Sterling Anderson, główny oficer ds. produktu GM podczas wydarzenia „GM Forward” producenta samochodów odbywającego się 22 października 2025 r. w Nowym Jorku.
DETROIT — Najnowszy wykonawca ds. produktu i technologii General Motors stwierdził, że traktuje detroidzką firmę samochodową jak płótno. Jedno, które można kształtować, dotykać lub nawet drzeć.
Po około sześciu miesiącach jako wiceprezes wykonawczy i główny oficer ds. produktu Sterling Anderson wydaje się wprowadzać w życie wszystkie trzy pomysły, nadzorując obszerny portfel produktów firmy — od samych pojazdów po oprogramowanie je napędzające.
Anderson, który opuścił firmę samochodów bez kierowcy Aurora Innovation, którą współzałożył, aby dołączyć do GM w czerwcu, szybko stał się najbardziej wpływowym wykonawcą ds. produktu od ponad 15 lat, poza prezydentem GM Markiem Reussem.
Źródło: Przemówienie General Motors
Anderson skupił władzę nad „koszykiem produktów GM od początku do końca”, obejmując zarządzanie inżynierią produkcji, bateriami, zarządzaniem produktami oprogramowania i usługami oraz zespołami inżynieryjnymi – informuje GM.
„Moim priorytetem jest przyspieszenie tempa innowacji.
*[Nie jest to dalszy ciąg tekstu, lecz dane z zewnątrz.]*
//! End-to-end `generate` pipeline: catalog → report → Markdown + JSON → disk.

use std::time::{Duration, Instant};

use tracing::{info, instrument};

use ghdiscuss_shared::{OutputConfig, Report, Result};

use crate::assembler::{self, RenderedReport, WriteResult};
use crate::builder::{self, ReportOptions};

/// Configuration for the `generate` pipeline.
#[derive(Debug, Clone)]
pub struct GenerateConfig {
    pub report: ReportOptions,
    pub output: OutputConfig,
}

/// Result of the `generate` pipeline.
#[derive(Debug)]
pub struct GenerateResult {
    pub report: Report,
    pub written: WriteResult,
    pub elapsed: Duration,
}

/// Progress callback for reporting pipeline status.
pub trait ProgressReporter {
    /// Called when entering a new phase.
    fn phase(&self, name: &str);
    /// Called once the report is rendered, before anything is written.
    fn rendered(&self, rendered: &RenderedReport);
    /// Called when the pipeline completes.
    fn done(&self, result: &GenerateResult);
}

/// No-op progress reporter for headless/test usage.
pub struct SilentProgress;

impl ProgressReporter for SilentProgress {
    fn phase(&self, _name: &str) {}
    fn rendered(&self, _rendered: &RenderedReport) {}
    fn done(&self, _result: &GenerateResult) {}
}

/// Run the full `generate` pipeline.
///
/// 1. Build and validate the report from the built-in catalog
/// 2. Render Markdown and JSON
/// 3. Write both files into the output directory
#[instrument(skip_all, fields(dir = %config.output.dir.display()))]
pub fn generate(config: &GenerateConfig, progress: &dyn ProgressReporter) -> Result<GenerateResult> {
    let start = Instant::now();

    progress.phase("Building report");
    let report = builder::build_report(&config.report)?;

    progress.phase("Rendering");
    let rendered = assembler::render(&report)?;
    progress.rendered(&rendered);

    progress.phase("Writing files");
    let written = assembler::write_rendered(&rendered, &config.output)?;

    let result = GenerateResult {
        report,
        written,
        elapsed: start.elapsed(),
    };

    info!(
        topics = result.report.topics.len(),
        elapsed_ms = result.elapsed.as_millis() as u64,
        "generate pipeline complete"
    );

    progress.done(&result);
    Ok(result)
}

#[cfg(test)]
mod tests {
    use std::cell::RefCell;

    use chrono::NaiveDate;

    use super::*;

    #[derive(Default)]
    struct RecordingProgress {
        events: RefCell<Vec<String>>,
    }

    impl ProgressReporter for RecordingProgress {
        fn phase(&self, name: &str) {
            self.events.borrow_mut().push(format!("phase:{name}"));
        }
        fn rendered(&self, rendered: &RenderedReport) {
            self.events
                .borrow_mut()
                .push(format!("rendered:{}", rendered.markdown.lines().count() > 0));
        }
        fn done(&self, result: &GenerateResult) {
            self.events
                .borrow_mut()
                .push(format!("done:{}", result.report.topics.len()));
        }
    }

    fn config(dir: &std::path::Path) -> GenerateConfig {
        GenerateConfig {
            report: ReportOptions {
                title: "Report".into(),
                date: NaiveDate::from_ymd_opt(2026, 1, 1).unwrap(),
                date_format: "%Y-%m-%d".into(),
            },
            output: OutputConfig {
                dir: dir.to_path_buf(),
                ..OutputConfig::default()
            },
        }
    }

    #[test]
    fn generate_writes_and_reports_progress() {
        let tmp = tempfile::tempdir().unwrap();
        let progress = RecordingProgress::default();

        let result = generate(&config(tmp.path()), &progress).unwrap();

        assert!(result.written.markdown.path.exists());
        assert!(result.written.json.path.exists());
        assert_eq!(
            *progress.events.borrow(),
            vec![
                "phase:Building report",
                "phase:Rendering",
                "rendered:true",
                "phase:Writing files",
                "done:3",
            ]
        );
    }

    #[test]
    fn generate_fails_before_writing_on_bad_date_format() {
        let tmp = tempfile::tempdir().unwrap();
        let mut cfg = config(tmp.path());
        cfg.report.date_format = "%Q".into();

        assert!(generate(&cfg, &SilentProgress).is_err());
        assert_eq!(std::fs::read_dir(tmp.path()).unwrap().count(), 0);
    }
}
Jednym ze sposobów na to jest rozdział lub abstrakcja oprogramowania od sprzętu – powiedział CNBC podczas wydarzenia technologicznego 22 października w Nowym Jorku. – To jest cel tej roli, myślę, że zbiera wszystkie te elementy w spójne podejście do tego, w jaki sposób planujemy realizować produkty w przyszłości.”
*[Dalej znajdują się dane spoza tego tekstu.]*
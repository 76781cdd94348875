//! Fatal error taxonomy.
//!
//! Only the two fatal conditions from the error taxonomy get typed,
//! returnable/panicking variants here. The recoverable half
//! (`UnknownArtist`, `NameUnavailable`, `QualityOutOfRange`, `BatchOverflow`)
//! is absorbed locally and logged through `tracing` at the call site instead
//! of being threaded through `Result` — the renderer is never notified of
//! them, so giving them a public error type would just be dead plumbing.

use thiserror::Error;

/// Errors that abort construction or execution outright.
#[derive(Debug, Error, PartialEq, Eq)]
pub enum EngineError {
    /// The packed embedding buffer was malformed: wrong length, duplicate
    /// ids, or a non-finite coordinate.
    #[error("corrupt embedding: {0}")]
    CorruptEmbedding(String),
}

/// Raises a fatal, unrecoverable invariant violation.
///
/// This is a programmer bug, not a runtime condition callers can recover
/// from (e.g. the renderer asked for a position behind an id the embedding
/// store never decoded): log the violated invariant and let the worker
/// crash and restart.
#[allow(clippy::panic)]
#[track_caller]
pub fn invariant_violation(detail: impl std::fmt::Display) -> ! {
    tracing::error!(invariant = %detail, "invariant violation");
    panic!("invariant violation: {detail}");
}

#[cfg(test)]
mod tests {
    use super::*;

    #[test]
    fn corrupt_embedding_message_includes_reason() {
        let err = EngineError::CorruptEmbedding("length not a multiple of record size".into());
        assert!(err.to_string().contains("length not a multiple"));
    }
}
Od tego momentu, zaufani szefowie oprogramowania i sztucznej inteligencji firmy niespodziewanie odeszli po stosunkowo krótkim okresie zatrudnienia. Ich główne odpowiedzialności związane z pojazdami teraz należą do Andersona.
Firma GM przypisała nagłe odejścia Dave’a Richardsona, starszego wiceprezesa inżynierii oprogramowania i usług oraz Baraka Turovsky’ego, szefa działu sztucznej inteligencji, do działań restrukturyzacyjnych.